▸ Task prompt: In the records that follow, find each line containing "CellValue" and copy it.

[Saved entries]
*****

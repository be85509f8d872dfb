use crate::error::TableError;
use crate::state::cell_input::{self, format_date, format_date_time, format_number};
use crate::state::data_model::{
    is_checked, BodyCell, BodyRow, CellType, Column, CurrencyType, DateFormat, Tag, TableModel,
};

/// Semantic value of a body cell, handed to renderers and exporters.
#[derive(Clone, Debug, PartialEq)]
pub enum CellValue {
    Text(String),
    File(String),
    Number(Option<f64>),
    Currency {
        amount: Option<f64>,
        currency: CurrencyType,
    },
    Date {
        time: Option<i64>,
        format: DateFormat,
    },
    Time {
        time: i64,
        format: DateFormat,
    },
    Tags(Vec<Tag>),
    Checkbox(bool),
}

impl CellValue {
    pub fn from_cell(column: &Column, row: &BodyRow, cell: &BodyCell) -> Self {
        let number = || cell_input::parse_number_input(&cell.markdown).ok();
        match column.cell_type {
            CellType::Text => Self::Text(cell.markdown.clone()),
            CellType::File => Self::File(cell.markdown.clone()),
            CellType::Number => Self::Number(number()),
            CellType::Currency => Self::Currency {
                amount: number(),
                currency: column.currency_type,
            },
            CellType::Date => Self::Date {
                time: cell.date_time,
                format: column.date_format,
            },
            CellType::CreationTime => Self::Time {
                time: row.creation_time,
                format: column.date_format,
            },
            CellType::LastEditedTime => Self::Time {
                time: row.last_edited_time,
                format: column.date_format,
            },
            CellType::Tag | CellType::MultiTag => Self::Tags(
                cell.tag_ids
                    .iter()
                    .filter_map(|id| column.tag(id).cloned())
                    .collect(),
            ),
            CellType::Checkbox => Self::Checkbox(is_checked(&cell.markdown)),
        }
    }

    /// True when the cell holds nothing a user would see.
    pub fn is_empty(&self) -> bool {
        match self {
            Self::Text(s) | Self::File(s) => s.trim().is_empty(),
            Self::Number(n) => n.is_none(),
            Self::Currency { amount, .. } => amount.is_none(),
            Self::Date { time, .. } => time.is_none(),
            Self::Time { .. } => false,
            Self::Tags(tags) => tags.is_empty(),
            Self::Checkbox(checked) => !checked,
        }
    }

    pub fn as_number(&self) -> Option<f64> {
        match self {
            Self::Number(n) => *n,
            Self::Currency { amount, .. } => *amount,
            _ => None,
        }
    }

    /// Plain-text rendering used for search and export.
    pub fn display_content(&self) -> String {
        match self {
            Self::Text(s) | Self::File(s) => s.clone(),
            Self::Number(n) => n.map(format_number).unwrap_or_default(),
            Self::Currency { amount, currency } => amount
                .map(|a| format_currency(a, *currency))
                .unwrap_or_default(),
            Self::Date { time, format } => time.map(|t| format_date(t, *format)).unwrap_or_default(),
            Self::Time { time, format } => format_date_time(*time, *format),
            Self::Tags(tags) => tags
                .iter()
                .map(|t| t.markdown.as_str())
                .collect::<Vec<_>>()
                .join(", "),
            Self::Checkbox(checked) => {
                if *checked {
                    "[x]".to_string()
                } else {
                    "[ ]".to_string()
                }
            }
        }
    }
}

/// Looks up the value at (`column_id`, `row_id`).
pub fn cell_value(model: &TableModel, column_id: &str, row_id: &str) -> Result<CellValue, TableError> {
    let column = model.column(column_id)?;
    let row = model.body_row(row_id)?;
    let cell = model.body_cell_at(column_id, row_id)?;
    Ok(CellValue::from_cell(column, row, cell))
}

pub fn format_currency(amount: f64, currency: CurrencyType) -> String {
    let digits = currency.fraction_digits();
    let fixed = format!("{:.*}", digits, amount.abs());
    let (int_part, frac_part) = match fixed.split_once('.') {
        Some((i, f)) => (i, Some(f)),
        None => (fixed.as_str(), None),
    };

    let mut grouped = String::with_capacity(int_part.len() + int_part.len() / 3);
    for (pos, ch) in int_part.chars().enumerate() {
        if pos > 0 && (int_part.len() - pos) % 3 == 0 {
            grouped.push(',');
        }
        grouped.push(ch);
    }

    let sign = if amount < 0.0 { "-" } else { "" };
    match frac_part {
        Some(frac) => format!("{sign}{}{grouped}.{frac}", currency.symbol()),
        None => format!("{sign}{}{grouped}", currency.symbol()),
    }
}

*****

▸ Response:
pub enum CellValue {
impl CellValue {
pub fn cell_value(model: &TableModel, column_id: &str, row_id: &str) -> Result<CellValue, TableError> {
    Ok(CellValue::from_cell(column, row, cell))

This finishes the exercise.